MSAML - A Set of XML Compliant Markup Components for Describing Multiple Sequence Alignments


Impetus

MSAML was formulated to make manipulation and extraction of multiple sequence alignment information easier by logically defining the parts of an alignment for use in an XML conformant application.

MSAML is not an attempt to make an error-proof MSA format. An MSAML document may pass a validating parser test and still contain some errors (e.g. miscalled consensus). It is also not an attempt to capture all facets of an MSA since this would require two-dimensional data formatting. This definition should be considered "lightweight".

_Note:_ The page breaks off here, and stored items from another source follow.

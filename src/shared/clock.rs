//! Time source for the in-memory stores.
//!
//! Stores never call `Utc::now()` directly so expiry can be driven by hand in tests.

use chrono::{DateTime, Duration, Utc};
use parking_lot::Mutex;

pub trait Clock: Send + Sync {
    fn now(&self) -> DateTime<Utc>;
}

#[derive(Debug, Default, Clone, Copy)]
pub struct SystemClock;

impl Clock for SystemClock {
    fn now(&self) -> DateTime<Utc> {
        Utc::now()
    }
}

/// Clock that only moves when told to.
#[derive(Debug)]
pub struct ManualClock {
    now: Mutex<DateTime<Utc>>,
}

impl ManualClock {
    pub fn new(start: DateTime<Utc>) -> Self {
        Self {
            now: Mutex::new(start),
        }
    }

    pub fn advance(&self, by: Duration) {
        let mut now = self.now.lock();
        *now += by;
    }

    pub fn set(&self, to: DateTime<Utc>) {
        *self.now.lock() = to;
    }
}

impl Default for ManualClock {
    fn default() -> Self {
        Self::new(Utc::now())
    }
}

impl Clock for ManualClock {
    fn now(&self) -> DateTime<Utc> {
        *self.now.lock()
    }
}
//! Per-session drafts of in-progress workflow data.
//!
//! Two independent expiry clocks:
//! - each draft expires `draft_ttl` after it was saved; updates never extend it
//! - a whole session is dropped by `cleanup_expired` once idle for `session_idle`

use super::expiring::expiry_after;
use crate::domain::draft::{Draft, DraftDataType, DraftMetadata, DraftSummary};
use crate::shared::Clock;
use chrono::{DateTime, Duration, Utc};
use parking_lot::Mutex;
use serde::Serialize;
use serde_json::Value;
use std::collections::HashMap;
use std::sync::Arc;
use tracing::{debug, info};
use uuid::Uuid;

/// Default draft TTL in seconds (24 hours)
pub const DEFAULT_DRAFT_TTL_SECS: i64 = 24 * 60 * 60;
/// Default idle window before a whole session is purged (7 days)
pub const DEFAULT_SESSION_IDLE_SECS: i64 = 7 * 24 * 60 * 60;

struct DraftSession {
    drafts: HashMap<String, Draft>,
    last_accessed: DateTime<Utc>,
}

impl DraftSession {
    fn new(now: DateTime<Utc>) -> Self {
        Self {
            drafts: HashMap::new(),
            last_accessed: now,
        }
    }

    fn purge_expired(&mut self, now: DateTime<Utc>) -> usize {
        let before = self.drafts.len();
        self.drafts.retain(|_, draft| !draft.is_expired(now));
        before - self.drafts.len()
    }
}

#[derive(Debug, Clone, Copy, Serialize, PartialEq, Eq, Default)]
#[serde(rename_all = "camelCase")]
pub struct DraftStoreStats {
    pub sessions: usize,
    pub drafts: usize,
    pub expired_drafts: usize,
}

pub struct DraftStore {
    sessions: Mutex<HashMap<String, DraftSession>>,
    clock: Arc<dyn Clock>,
    draft_ttl: Duration,
    session_idle: Duration,
}

impl DraftStore {
    pub fn new(clock: Arc<dyn Clock>, draft_ttl: Duration, session_idle: Duration) -> Self {
        Self {
            sessions: Mutex::new(HashMap::new()),
            clock,
            draft_ttl,
            session_idle,
        }
    }

    pub fn with_defaults(clock: Arc<dyn Clock>) -> Self {
        Self::new(
            clock,
            Duration::seconds(DEFAULT_DRAFT_TTL_SECS),
            Duration::seconds(DEFAULT_SESSION_IDLE_SECS),
        )
    }

    /// Always creates a new draft; the session is created on first save.
    pub fn save_draft(
        &self,
        session_id: &str,
        data_type: DraftDataType,
        data: Value,
        metadata: Option<DraftMetadata>,
    ) -> String {
        let now = self.clock.now();
        let draft_id = Uuid::new_v4().to_string();
        let draft = Draft {
            id: draft_id.clone(),
            data_type,
            data,
            metadata: metadata.unwrap_or_default(),
            created_at: now,
            updated_at: now,
            expires_at: expiry_after(now, self.draft_ttl),
        };

        let mut sessions = self.sessions.lock();
        let session = sessions
            .entry(session_id.to_string())
            .or_insert_with(|| DraftSession::new(now));
        session.last_accessed = now;
        debug!(
            session_id = %session_id,
            draft_id = %draft_id,
            data_type = %draft.data_type.as_str(),
            "Draft saved"
        );
        session.drafts.insert(draft_id.clone(), draft);
        draft_id
    }

    pub fn load_draft(&self, session_id: &str, draft_id: &str) -> Option<Draft> {
        let now = self.clock.now();
        let mut sessions = self.sessions.lock();
        let session = sessions.get_mut(session_id)?;
        let expired = session.drafts.get(draft_id)?.is_expired(now);
        if expired {
            session.drafts.remove(draft_id);
            debug!(session_id = %session_id, draft_id = %draft_id, "Expired draft removed on load");
            return None;
        }
        session.last_accessed = now;
        session.drafts.get(draft_id).cloned()
    }

    /// Live drafts of a session, newest `updated_at` first, without payloads.
    pub fn list_drafts(
        &self,
        session_id: &str,
        data_type: Option<&DraftDataType>,
    ) -> Vec<DraftSummary> {
        let now = self.clock.now();
        let mut sessions = self.sessions.lock();
        let Some(session) = sessions.get_mut(session_id) else {
            return Vec::new();
        };
        session.purge_expired(now);

        let mut summaries: Vec<DraftSummary> = session
            .drafts
            .values()
            .filter(|draft| data_type.map_or(true, |wanted| &draft.data_type == wanted))
            .map(Draft::summary)
            .collect();
        summaries.sort_by(|a, b| {
            b.updated_at
                .cmp(&a.updated_at)
                .then_with(|| b.created_at.cmp(&a.created_at))
                .then_with(|| a.id.cmp(&b.id))
        });
        summaries
    }

    /// Replace the payload and shallow-merge metadata. `expires_at` is left alone.
    pub fn update_draft(
        &self,
        session_id: &str,
        draft_id: &str,
        data: Value,
        metadata: Option<DraftMetadata>,
    ) -> bool {
        let now = self.clock.now();
        let mut sessions = self.sessions.lock();
        let Some(session) = sessions.get_mut(session_id) else {
            return false;
        };
        let Some(draft) = session.drafts.get_mut(draft_id) else {
            return false;
        };
        if draft.is_expired(now) {
            session.drafts.remove(draft_id);
            debug!(session_id = %session_id, draft_id = %draft_id, "Expired draft removed on update");
            return false;
        }

        draft.data = data;
        if let Some(extra) = metadata {
            draft.metadata.extend(extra);
        }
        draft.updated_at = now;
        session.last_accessed = now;
        true
    }

    pub fn delete_draft(&self, session_id: &str, draft_id: &str) -> bool {
        self.sessions
            .lock()
            .get_mut(session_id)
            .map_or(false, |session| session.drafts.remove(draft_id).is_some())
    }

    pub fn clear_session(&self, session_id: &str) -> bool {
        self.sessions.lock().remove(session_id).is_some()
    }

    pub fn session_exists(&self, session_id: &str) -> bool {
        self.sessions.lock().contains_key(session_id)
    }

    /// Purge idle sessions, then expired drafts in the survivors.
    ///
    /// Each purged session counts as one item, each expired draft in a surviving
    /// session as one more.
    pub fn cleanup_expired(&self) -> usize {
        let now = self.clock.now();
        let mut sessions = self.sessions.lock();

        let before = sessions.len();
        sessions.retain(|_, session| now - session.last_accessed <= self.session_idle);
        let purged_sessions = before - sessions.len();

        let purged_drafts: usize = sessions
            .values_mut()
            .map(|session| session.purge_expired(now))
            .sum();

        let removed = purged_sessions + purged_drafts;
        if removed > 0 {
            info!(
                purged_sessions,
                purged_drafts, "Draft store cleanup removed expired items"
            );
        }
        removed
    }

    pub fn stats(&self) -> DraftStoreStats {
        let now = self.clock.now();
        let sessions = self.sessions.lock();
        let mut stats = DraftStoreStats {
            sessions: sessions.len(),
            ..DraftStoreStats::default()
        };
        for draft in sessions.values().flat_map(|session| session.drafts.values()) {
            stats.drafts += 1;
            if draft.is_expired(now) {
                stats.expired_drafts += 1;
            }
        }
        stats
    }
}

Document Type Definition (DTD) Formulation

There are two rules which governed the formulation of the MSAML DTD, as well as all my other DTDs:

  1. Elements with mixed content may have their character data internalized in an attribute called value
  2. .
  3. Elements with mixed content child nodes that occur zero or once may internalize their children's character contents with an attribute of the same name as the child element.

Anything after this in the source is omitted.